▶ _Records for this task_

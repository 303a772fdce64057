//! Fixing and accrual schedule of a strip of forward rates.

use lmm_core::{ensure, errors::Result, Rate, Real, Time};
use lmm_math::search::upper_bound;
use lmm_termstructures::YieldTermStructure;
use lmm_time::{AccrualPeriod, DayCounter};
use std::sync::Arc;

/// Parallel arrays of fixing, accrual start and end times, accrual
/// fractions and the curve-implied initial forwards.
///
/// Built once and never mutated.
#[derive(Debug, Clone)]
pub struct ForwardRateSchedule {
    fixing_times: Vec<Time>,
    accrual_start_times: Vec<Time>,
    accrual_end_times: Vec<Time>,
    accrual_periods: Vec<Time>,
    initial_forwards: Vec<Rate>,
    curve: Arc<dyn YieldTermStructure>,
}

impl ForwardRateSchedule {
    /// Schedule of `periods` on `curve`.
    ///
    /// Dates are turned into times with the curve's day counter; accrual
    /// fractions use `accrual_day_counter`.
    pub fn new(
        periods: &[AccrualPeriod],
        accrual_day_counter: &dyn DayCounter,
        curve: Arc<dyn YieldTermStructure>,
    ) -> Result<Self> {
        let fixing = periods.iter().map(|p| curve.time_from_reference(p.fixing_date)).collect();
        let start = periods.iter().map(|p| curve.time_from_reference(p.accrual_start)).collect();
        let end = periods.iter().map(|p| curve.time_from_reference(p.accrual_end)).collect();
        let accrual = periods
            .iter()
            .map(|p| accrual_day_counter.year_fraction(p.accrual_start, p.accrual_end))
            .collect();
        Self::from_times(fixing, start, end, accrual, curve)
    }

    /// Schedule given directly in times.
    pub fn from_times(
        fixing_times: Vec<Time>,
        accrual_start_times: Vec<Time>,
        accrual_end_times: Vec<Time>,
        accrual_periods: Vec<Time>,
        curve: Arc<dyn YieldTermStructure>,
    ) -> Result<Self> {
        let n = fixing_times.len();
        ensure!(n > 0, "schedule must contain at least one period");
        ensure!(
            accrual_start_times.len() == n && accrual_end_times.len() == n && accrual_periods.len() == n,
            "schedule arrays differ in length"
        );
        ensure!(fixing_times[0] >= 0.0, "first fixing time {} is in the past", fixing_times[0]);
        ensure!(
            fixing_times.windows(2).all(|w| w[1] > w[0]),
            "fixing times must be strictly increasing"
        );
        for i in 0..n {
            ensure!(
                accrual_end_times[i] > accrual_start_times[i],
                "accrual period {i} ends at {} before it starts at {}",
                accrual_end_times[i],
                accrual_start_times[i]
            );
            ensure!(accrual_periods[i] > 0.0, "accrual fraction {i} must be positive");
        }
        let initial_forwards = (0..n)
            .map(|i| {
                curve.simple_forward_rate(accrual_start_times[i], accrual_end_times[i], accrual_periods[i])
            })
            .collect::<Result<Vec<_>>>()?;
        Ok(Self {
            fixing_times,
            accrual_start_times,
            accrual_end_times,
            accrual_periods,
            initial_forwards,
            curve,
        })
    }

    /// Number of forward rates.
    pub fn size(&self) -> usize {
        self.fixing_times.len()
    }

    /// Fixing times.
    pub fn fixing_times(&self) -> &[Time] {
        &self.fixing_times
    }

    /// Accrual start times.
    pub fn accrual_start_times(&self) -> &[Time] {
        &self.accrual_start_times
    }

    /// Accrual end (payment) times.
    pub fn accrual_end_times(&self) -> &[Time] {
        &self.accrual_end_times
    }

    /// Accrual fractions `τ_i`.
    pub fn accrual_periods(&self) -> &[Time] {
        &self.accrual_periods
    }

    /// Curve-implied forwards `(P(start)/P(end) − 1)/τ`.
    pub fn initial_forwards(&self) -> &[Rate] {
        &self.initial_forwards
    }

    /// Discount curve the schedule was seeded from.
    pub fn curve(&self) -> &Arc<dyn YieldTermStructure> {
        &self.curve
    }

    /// Index of the first rate whose fixing is after `t`, clamped to the
    /// last rate.
    pub fn next_index_reset(&self, t: Time) -> usize {
        upper_bound(&self.fixing_times, t).min(self.size() - 1)
    }

    /// Accrual weights `τ_i x_i / (1 + τ_i x_i)` of a forward vector.
    pub(crate) fn accrual_weights(&self, x: &[Real]) -> Vec<Real> {
        self.accrual_periods
            .iter()
            .zip(x)
            .map(|(tau, r)| tau * r / (1.0 + tau * r))
            .collect()
    }
}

▶ _What you need to do_
Would you copy all lines in the records where the string "first" appears?

▶ _Exercise output_
        ensure!(fixing_times[0] >= 0.0, "first fixing time {} is in the past", fixing_times[0]);
    /// Index of the first rate whose fixing is after `t`, clamped to the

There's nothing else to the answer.